Work instruction ::
From the records below, copy out exactly the lines from the one containing "#[allow(clippy::too_many_arguments)]" to the one containing "let ei_term = if", both included. Add nothing else.

Data excerpts ::
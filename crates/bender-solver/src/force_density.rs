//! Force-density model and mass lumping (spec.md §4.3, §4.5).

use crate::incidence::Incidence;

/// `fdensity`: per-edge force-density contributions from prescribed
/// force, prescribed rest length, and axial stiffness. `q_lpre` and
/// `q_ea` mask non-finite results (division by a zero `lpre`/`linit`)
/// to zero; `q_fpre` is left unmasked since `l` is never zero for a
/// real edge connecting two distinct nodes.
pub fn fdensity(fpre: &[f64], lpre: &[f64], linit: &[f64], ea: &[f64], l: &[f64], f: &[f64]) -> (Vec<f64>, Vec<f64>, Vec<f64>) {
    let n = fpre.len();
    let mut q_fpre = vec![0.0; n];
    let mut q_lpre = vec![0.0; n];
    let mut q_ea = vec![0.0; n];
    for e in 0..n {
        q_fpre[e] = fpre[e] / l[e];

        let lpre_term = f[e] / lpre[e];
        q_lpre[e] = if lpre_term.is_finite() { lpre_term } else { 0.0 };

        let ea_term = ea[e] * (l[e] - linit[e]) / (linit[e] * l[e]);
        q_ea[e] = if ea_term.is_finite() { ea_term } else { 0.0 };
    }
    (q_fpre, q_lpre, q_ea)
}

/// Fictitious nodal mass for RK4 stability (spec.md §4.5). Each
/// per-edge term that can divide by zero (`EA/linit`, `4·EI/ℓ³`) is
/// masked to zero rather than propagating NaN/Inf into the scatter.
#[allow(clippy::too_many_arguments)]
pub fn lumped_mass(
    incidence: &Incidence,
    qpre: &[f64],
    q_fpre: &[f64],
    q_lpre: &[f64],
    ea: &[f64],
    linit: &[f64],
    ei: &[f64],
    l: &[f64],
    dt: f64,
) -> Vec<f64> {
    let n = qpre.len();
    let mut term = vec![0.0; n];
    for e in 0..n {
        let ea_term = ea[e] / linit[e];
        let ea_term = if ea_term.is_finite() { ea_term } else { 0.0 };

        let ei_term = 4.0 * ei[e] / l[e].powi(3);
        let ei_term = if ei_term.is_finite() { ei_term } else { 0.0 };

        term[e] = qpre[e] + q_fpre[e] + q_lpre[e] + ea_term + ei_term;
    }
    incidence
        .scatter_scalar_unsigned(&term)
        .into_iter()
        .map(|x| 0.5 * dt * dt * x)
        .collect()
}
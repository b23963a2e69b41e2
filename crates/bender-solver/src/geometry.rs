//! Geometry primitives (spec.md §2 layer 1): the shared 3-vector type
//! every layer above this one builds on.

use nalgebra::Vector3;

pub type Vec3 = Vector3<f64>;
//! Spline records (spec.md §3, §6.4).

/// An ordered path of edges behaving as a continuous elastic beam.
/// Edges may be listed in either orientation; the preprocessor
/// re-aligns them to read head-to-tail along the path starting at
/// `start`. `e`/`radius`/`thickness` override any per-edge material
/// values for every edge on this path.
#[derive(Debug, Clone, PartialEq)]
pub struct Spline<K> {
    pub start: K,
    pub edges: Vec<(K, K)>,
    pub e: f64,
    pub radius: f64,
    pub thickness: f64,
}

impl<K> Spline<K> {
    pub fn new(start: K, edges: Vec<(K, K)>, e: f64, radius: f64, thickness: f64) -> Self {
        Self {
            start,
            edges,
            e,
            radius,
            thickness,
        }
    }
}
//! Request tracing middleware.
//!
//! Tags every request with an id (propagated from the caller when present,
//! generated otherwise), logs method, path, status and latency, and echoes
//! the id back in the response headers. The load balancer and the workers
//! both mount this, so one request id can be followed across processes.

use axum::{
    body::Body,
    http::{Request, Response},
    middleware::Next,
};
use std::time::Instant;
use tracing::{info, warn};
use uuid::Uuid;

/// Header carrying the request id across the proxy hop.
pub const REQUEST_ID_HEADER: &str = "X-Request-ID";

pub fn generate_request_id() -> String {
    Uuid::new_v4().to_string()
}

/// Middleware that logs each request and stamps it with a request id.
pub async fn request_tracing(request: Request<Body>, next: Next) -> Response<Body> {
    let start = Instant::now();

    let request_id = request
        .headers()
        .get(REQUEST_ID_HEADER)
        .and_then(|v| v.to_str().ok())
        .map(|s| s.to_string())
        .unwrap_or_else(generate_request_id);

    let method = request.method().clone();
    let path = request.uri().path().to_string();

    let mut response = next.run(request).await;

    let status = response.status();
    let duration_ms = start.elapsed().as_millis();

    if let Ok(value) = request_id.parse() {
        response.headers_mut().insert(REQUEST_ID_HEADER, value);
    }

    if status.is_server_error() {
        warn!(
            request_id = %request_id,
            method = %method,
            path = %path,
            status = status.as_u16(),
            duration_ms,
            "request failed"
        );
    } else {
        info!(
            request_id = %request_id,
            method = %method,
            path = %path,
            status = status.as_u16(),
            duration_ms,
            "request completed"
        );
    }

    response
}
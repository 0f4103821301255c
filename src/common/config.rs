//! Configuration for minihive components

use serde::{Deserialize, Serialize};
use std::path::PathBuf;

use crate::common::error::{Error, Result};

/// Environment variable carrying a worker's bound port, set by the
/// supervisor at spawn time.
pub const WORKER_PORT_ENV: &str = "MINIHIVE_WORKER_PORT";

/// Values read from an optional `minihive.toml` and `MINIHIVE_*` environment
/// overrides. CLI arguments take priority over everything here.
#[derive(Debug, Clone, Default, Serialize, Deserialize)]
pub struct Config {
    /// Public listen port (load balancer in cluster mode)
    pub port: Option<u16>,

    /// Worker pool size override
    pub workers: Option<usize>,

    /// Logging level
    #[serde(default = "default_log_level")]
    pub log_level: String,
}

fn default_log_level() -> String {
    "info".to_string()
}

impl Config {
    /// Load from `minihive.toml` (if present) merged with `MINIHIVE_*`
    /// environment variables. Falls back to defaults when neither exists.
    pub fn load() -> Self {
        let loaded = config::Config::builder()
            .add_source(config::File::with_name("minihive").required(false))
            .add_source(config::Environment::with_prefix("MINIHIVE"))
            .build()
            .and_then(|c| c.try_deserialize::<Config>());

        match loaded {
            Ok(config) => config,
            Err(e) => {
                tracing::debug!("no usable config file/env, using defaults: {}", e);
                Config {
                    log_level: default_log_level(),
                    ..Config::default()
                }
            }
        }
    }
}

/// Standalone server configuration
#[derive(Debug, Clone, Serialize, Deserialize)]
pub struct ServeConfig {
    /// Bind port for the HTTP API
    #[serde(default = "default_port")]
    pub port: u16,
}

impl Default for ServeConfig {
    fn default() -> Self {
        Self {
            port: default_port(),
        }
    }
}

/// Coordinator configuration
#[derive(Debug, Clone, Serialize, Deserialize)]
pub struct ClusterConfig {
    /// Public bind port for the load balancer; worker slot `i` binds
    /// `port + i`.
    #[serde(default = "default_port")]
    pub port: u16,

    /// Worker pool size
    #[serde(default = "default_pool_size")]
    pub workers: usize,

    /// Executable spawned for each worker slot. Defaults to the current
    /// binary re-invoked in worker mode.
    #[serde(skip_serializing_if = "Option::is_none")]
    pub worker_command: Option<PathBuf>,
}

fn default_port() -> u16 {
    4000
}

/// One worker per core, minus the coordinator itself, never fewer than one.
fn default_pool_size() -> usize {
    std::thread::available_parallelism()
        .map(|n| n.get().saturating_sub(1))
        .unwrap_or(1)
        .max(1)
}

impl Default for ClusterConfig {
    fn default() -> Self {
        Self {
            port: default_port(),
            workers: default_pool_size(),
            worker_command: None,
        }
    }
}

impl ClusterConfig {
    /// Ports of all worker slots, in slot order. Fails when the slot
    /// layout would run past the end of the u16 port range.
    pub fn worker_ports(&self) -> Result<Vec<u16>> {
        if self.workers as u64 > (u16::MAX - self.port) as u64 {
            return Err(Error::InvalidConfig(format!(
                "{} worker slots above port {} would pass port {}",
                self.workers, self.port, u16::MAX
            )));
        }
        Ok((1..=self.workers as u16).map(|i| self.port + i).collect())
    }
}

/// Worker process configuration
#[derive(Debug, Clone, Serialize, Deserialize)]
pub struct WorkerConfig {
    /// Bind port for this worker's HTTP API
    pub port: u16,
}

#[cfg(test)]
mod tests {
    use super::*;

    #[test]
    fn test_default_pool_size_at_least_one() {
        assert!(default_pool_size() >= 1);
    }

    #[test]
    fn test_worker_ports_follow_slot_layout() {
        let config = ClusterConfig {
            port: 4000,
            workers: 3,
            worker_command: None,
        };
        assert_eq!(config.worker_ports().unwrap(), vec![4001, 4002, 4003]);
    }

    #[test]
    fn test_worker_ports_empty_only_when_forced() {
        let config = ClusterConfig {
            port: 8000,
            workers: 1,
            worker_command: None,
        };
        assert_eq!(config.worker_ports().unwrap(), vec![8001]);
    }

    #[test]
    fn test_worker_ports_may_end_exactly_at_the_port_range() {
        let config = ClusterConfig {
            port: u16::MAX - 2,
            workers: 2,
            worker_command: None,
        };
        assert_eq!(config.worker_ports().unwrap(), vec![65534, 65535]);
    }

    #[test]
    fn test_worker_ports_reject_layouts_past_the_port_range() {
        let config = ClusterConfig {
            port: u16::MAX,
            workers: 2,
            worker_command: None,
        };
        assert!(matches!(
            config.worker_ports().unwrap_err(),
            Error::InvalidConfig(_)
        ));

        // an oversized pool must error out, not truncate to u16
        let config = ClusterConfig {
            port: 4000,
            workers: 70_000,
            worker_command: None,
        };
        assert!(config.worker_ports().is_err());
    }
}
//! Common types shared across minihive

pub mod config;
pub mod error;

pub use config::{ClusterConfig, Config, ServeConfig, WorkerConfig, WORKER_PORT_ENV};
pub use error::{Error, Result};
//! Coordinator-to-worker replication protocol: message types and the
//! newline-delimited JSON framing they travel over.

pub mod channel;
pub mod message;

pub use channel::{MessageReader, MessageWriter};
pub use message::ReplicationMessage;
...
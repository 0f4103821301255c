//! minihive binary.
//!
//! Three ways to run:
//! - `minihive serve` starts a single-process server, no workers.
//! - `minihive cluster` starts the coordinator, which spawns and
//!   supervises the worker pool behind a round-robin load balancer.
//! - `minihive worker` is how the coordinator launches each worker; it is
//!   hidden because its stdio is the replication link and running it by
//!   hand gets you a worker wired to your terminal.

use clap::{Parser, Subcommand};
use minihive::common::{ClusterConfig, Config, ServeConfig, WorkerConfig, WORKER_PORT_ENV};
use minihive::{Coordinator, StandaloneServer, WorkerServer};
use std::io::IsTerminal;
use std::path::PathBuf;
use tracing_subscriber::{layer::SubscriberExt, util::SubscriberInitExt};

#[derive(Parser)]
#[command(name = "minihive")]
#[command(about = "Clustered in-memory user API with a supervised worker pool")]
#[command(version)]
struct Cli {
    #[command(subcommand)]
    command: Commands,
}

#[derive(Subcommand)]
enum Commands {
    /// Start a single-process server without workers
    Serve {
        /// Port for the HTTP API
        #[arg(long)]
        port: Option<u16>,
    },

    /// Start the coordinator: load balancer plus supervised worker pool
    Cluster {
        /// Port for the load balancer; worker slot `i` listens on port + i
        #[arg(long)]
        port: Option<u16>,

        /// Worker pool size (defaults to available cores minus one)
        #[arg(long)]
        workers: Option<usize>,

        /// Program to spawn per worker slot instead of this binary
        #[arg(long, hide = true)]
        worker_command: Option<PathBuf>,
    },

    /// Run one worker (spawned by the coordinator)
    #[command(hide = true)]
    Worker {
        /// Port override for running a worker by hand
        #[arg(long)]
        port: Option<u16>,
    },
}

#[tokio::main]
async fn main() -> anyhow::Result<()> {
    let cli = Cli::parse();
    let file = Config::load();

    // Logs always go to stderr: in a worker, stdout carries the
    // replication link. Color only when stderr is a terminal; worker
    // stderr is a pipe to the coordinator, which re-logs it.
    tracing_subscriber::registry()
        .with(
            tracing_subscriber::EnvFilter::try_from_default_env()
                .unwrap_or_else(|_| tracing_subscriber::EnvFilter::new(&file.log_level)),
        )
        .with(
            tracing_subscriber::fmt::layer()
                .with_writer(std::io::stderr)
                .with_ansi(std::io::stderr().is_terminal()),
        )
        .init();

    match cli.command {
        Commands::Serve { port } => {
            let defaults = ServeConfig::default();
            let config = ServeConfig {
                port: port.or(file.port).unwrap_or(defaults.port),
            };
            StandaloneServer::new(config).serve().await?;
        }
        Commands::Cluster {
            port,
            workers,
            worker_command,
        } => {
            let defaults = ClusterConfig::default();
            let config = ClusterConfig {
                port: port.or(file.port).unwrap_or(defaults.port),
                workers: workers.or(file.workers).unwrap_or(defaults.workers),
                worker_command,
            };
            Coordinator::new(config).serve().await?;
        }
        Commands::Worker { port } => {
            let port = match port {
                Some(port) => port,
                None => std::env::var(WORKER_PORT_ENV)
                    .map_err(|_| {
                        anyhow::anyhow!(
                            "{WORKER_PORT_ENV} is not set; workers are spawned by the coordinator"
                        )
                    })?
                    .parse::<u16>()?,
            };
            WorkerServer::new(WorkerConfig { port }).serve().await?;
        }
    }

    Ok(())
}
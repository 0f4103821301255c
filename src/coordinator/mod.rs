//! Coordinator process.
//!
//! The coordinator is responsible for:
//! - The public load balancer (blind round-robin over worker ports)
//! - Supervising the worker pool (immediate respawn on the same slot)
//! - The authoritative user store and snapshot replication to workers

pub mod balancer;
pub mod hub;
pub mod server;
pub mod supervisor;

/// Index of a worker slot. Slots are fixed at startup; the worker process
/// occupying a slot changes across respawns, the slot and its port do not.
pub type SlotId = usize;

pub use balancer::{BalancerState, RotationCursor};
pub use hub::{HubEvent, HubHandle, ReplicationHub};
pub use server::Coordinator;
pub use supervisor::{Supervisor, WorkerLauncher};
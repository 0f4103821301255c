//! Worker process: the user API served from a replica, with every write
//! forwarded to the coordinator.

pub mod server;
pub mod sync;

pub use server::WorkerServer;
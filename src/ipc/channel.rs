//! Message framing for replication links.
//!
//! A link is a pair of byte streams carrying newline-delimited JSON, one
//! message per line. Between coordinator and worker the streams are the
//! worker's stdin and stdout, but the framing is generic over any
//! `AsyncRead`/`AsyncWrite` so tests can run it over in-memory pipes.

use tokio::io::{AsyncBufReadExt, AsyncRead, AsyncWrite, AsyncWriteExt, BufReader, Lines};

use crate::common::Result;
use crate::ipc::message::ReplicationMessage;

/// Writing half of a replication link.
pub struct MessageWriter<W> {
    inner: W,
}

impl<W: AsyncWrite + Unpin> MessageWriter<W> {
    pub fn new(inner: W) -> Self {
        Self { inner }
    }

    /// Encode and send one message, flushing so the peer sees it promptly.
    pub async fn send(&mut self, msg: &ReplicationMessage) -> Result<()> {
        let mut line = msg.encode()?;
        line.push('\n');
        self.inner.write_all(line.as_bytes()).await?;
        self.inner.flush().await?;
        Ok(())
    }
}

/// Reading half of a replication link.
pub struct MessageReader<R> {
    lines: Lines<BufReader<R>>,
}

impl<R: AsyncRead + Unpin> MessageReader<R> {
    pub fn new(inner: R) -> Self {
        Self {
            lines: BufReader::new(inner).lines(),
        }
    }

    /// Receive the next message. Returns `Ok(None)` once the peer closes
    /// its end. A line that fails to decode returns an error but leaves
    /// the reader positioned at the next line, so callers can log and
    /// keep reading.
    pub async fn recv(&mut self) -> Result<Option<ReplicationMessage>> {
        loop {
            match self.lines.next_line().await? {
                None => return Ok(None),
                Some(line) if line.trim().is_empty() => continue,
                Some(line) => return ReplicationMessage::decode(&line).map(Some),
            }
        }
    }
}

Exercise output ::
#[allow(clippy::too_many_arguments)]
pub fn lumped_mass(
    incidence: &Incidence,
    qpre: &[f64],
    q_fpre: &[f64],
    q_lpre: &[f64],
    ea: &[f64],
    linit: &[f64],
    ei: &[f64],
    l: &[f64],
    dt: f64,
) -> Vec<f64> {
    let n = qpre.len();
    let mut term = vec![0.0; n];
    for e in 0..n {
        let ea_term = ea[e] / linit[e];
        let ea_term = if ea_term.is_finite() { ea_term } else { 0.0 };

        let ei_term = 4.0 * ei[e] / l[e].powi(3);
        let ei_term = if ei_term.is_finite() { ei_term } else { 0.0 };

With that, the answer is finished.